EXERCISE GOAL: In the data, find the word "assets" and copy out every line that has it.

(Dataset entries)
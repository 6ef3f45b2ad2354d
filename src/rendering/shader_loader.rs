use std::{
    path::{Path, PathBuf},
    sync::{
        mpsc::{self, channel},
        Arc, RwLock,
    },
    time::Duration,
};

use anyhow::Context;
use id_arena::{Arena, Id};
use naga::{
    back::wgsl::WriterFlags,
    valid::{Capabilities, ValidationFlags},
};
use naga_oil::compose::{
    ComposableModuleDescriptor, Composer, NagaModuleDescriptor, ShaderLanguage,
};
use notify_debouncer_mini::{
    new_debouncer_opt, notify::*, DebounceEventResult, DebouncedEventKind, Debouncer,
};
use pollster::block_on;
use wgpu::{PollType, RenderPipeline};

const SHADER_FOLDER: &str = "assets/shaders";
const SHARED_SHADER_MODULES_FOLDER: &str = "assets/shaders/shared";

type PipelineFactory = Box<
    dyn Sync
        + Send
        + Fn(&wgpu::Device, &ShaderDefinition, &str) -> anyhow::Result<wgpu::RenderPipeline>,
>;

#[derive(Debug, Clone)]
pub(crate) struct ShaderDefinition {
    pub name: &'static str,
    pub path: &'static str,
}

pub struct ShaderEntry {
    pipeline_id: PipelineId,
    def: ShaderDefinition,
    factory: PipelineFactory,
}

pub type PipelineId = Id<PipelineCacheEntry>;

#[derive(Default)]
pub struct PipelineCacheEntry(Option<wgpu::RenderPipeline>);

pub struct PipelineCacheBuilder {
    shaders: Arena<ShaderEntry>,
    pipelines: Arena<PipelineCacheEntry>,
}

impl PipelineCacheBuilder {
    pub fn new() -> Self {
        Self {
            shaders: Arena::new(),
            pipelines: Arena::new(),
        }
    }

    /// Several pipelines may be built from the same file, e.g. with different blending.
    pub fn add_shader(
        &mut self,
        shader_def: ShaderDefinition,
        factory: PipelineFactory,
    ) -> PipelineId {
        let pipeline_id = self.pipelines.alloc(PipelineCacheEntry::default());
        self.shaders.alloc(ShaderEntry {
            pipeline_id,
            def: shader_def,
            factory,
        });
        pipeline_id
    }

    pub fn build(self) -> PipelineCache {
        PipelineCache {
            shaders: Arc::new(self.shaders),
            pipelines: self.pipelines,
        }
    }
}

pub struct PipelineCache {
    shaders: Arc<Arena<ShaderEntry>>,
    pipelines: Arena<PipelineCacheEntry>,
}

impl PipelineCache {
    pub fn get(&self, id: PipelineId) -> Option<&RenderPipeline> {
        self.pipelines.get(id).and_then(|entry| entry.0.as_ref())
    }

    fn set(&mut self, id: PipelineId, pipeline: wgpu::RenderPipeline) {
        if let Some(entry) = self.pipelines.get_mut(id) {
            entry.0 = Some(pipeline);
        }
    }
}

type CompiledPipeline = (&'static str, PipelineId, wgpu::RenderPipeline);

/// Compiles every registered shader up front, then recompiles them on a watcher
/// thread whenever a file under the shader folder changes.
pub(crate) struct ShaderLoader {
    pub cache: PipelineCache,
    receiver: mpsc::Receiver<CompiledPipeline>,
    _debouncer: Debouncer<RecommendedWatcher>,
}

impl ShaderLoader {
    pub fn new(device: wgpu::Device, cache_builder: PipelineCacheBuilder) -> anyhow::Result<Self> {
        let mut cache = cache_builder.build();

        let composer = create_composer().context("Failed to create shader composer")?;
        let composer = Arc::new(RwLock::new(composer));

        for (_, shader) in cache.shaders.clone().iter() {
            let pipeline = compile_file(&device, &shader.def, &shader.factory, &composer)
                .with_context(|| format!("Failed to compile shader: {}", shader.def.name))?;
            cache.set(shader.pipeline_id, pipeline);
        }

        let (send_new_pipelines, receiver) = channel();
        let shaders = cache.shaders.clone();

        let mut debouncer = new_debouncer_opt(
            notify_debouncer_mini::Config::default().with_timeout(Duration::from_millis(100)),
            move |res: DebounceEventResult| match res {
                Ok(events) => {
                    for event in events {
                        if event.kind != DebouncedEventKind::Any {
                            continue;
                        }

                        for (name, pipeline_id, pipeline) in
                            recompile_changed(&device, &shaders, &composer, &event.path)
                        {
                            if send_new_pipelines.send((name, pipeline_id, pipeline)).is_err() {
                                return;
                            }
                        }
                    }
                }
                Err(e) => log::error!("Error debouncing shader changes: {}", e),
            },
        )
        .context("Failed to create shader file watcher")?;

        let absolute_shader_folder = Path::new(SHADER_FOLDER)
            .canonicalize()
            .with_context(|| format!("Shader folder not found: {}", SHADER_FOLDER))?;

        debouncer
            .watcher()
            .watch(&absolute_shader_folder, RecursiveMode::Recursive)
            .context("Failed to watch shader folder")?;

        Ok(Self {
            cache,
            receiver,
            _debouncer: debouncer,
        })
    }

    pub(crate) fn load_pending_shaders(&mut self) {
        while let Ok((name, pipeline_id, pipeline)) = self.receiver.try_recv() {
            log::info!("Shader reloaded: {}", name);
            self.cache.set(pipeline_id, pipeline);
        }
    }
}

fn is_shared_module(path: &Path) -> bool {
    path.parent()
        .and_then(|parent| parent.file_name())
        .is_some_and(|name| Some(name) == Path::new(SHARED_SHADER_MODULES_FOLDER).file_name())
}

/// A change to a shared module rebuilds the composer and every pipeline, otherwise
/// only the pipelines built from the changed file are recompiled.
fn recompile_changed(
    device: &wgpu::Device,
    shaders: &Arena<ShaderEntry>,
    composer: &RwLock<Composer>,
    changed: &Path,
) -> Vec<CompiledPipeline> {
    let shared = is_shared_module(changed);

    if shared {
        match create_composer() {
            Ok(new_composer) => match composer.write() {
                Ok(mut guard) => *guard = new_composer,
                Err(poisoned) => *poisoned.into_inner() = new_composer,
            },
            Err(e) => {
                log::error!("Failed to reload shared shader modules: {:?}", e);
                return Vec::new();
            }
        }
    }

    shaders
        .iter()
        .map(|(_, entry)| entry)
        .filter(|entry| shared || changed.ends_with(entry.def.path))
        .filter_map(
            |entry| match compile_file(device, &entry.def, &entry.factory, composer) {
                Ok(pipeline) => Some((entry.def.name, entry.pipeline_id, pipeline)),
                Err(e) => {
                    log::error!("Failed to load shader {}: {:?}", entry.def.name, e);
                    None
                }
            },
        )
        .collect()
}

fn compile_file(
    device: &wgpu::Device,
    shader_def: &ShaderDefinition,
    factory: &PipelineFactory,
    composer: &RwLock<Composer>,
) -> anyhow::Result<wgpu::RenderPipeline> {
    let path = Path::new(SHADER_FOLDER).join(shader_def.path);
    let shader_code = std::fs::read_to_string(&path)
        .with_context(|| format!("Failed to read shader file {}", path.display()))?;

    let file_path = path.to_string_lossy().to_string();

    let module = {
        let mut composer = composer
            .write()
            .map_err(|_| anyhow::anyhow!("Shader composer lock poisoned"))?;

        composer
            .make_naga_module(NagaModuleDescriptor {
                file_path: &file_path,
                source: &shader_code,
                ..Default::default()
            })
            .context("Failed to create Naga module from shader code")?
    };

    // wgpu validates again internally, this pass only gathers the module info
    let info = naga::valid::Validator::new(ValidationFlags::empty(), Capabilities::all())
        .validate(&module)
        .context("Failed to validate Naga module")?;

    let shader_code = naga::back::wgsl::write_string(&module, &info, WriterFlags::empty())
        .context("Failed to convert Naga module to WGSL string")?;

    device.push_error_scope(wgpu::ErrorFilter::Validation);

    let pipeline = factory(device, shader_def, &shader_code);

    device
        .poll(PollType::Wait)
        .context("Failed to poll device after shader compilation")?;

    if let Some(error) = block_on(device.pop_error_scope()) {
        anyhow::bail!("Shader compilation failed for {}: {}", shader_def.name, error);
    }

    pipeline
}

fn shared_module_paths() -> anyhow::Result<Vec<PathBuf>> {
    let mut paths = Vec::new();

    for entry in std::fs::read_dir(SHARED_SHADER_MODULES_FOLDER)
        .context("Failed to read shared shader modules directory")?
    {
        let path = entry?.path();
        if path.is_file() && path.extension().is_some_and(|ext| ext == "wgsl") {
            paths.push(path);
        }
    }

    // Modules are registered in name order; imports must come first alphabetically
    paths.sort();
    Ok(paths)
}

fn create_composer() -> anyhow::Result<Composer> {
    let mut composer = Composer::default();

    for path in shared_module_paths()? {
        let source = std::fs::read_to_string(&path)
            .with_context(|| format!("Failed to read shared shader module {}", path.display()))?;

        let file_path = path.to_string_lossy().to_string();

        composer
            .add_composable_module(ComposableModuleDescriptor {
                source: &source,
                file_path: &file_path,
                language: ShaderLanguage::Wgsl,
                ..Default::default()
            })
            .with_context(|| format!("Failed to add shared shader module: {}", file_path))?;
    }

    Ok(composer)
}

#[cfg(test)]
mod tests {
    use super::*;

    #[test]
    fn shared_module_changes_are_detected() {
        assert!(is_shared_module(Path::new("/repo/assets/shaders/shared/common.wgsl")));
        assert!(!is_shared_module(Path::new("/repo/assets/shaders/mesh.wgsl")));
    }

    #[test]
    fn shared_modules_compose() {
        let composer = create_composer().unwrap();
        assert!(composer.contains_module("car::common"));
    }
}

PROBLEM SOLUTION:
const SHADER_FOLDER: &str = "assets/shaders";
const SHARED_SHADER_MODULES_FOLDER: &str = "assets/shaders/shared";
        assert!(is_shared_module(Path::new("/repo/assets/shaders/shared/common.wgsl")));
        assert!(!is_shared_module(Path::new("/repo/assets/shaders/mesh.wgsl")));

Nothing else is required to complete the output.